Exercise description: Of the lines below, count those containing the word "stderr". Reply with the number alone.
##### Study material
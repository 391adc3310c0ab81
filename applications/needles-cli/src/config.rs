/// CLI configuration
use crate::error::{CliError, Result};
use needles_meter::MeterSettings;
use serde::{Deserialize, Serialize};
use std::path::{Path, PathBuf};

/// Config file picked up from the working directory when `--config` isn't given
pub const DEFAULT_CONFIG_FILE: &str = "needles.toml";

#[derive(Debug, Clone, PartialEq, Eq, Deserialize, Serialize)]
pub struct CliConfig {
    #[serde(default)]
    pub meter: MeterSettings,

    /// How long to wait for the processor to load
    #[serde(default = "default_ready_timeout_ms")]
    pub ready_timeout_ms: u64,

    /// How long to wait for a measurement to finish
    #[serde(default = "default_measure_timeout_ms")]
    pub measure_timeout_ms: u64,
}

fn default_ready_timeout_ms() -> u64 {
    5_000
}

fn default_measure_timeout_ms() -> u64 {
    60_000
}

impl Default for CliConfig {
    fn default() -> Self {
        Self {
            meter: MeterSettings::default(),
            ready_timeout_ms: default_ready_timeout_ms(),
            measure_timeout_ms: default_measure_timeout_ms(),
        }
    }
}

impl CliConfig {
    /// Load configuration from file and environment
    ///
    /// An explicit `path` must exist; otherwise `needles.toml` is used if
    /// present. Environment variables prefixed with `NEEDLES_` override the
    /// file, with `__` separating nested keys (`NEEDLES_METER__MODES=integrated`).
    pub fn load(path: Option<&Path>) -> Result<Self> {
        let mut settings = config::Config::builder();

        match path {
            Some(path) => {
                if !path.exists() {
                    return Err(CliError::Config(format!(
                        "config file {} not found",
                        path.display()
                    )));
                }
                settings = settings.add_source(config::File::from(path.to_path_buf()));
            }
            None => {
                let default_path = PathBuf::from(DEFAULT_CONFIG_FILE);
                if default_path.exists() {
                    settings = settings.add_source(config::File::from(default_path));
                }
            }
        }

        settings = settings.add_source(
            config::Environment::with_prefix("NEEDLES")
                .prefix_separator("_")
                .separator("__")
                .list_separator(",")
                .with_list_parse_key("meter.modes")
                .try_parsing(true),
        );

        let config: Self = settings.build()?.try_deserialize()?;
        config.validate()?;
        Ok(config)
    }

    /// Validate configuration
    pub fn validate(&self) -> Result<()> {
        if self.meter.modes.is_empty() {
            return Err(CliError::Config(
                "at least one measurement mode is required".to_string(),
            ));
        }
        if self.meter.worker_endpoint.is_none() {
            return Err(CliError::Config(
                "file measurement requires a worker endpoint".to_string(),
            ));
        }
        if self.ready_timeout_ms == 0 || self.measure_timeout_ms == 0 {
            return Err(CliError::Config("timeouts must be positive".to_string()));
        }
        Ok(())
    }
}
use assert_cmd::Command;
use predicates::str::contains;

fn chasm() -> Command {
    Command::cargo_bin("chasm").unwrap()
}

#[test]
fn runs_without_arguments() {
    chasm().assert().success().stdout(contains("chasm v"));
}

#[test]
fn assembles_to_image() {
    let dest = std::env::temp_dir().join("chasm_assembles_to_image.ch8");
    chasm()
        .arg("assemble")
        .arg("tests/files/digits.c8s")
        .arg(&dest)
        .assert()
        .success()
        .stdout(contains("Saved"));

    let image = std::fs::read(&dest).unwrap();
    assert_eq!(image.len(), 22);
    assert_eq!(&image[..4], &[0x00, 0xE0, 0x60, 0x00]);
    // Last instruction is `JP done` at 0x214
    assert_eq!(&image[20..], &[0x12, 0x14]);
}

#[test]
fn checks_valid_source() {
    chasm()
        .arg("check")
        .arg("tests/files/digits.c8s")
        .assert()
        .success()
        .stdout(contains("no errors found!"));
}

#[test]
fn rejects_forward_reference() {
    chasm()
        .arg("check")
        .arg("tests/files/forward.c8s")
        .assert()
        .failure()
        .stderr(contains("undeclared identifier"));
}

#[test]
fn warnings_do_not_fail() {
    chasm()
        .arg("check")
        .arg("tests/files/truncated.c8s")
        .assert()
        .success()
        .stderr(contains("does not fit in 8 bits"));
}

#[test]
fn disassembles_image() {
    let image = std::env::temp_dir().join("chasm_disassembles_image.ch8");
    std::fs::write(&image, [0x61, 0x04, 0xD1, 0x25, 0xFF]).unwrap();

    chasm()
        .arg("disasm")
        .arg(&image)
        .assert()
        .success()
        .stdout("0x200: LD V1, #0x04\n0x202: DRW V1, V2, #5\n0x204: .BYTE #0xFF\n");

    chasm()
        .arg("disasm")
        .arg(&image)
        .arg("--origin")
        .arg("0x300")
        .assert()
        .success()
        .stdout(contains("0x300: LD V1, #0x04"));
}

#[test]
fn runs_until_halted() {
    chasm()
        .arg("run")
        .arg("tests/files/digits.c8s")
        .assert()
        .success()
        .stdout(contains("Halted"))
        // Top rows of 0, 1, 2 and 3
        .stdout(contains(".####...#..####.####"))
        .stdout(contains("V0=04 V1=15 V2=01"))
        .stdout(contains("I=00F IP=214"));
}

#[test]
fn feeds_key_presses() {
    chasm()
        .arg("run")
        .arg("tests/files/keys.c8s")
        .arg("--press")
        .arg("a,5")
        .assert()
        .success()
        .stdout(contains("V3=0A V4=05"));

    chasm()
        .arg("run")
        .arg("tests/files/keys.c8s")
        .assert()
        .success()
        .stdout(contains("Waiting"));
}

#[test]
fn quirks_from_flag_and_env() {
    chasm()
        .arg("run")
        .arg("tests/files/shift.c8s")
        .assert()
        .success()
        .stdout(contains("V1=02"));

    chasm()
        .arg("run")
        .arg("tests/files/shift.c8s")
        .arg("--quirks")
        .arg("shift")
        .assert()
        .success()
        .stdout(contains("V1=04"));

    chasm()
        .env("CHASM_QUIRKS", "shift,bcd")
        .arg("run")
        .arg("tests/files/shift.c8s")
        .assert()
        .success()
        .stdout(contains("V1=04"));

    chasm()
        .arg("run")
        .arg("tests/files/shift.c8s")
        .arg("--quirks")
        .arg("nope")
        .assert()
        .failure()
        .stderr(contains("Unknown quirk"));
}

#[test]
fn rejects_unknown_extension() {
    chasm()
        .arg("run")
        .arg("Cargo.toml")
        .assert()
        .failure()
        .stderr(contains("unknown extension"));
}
##########
Output: 4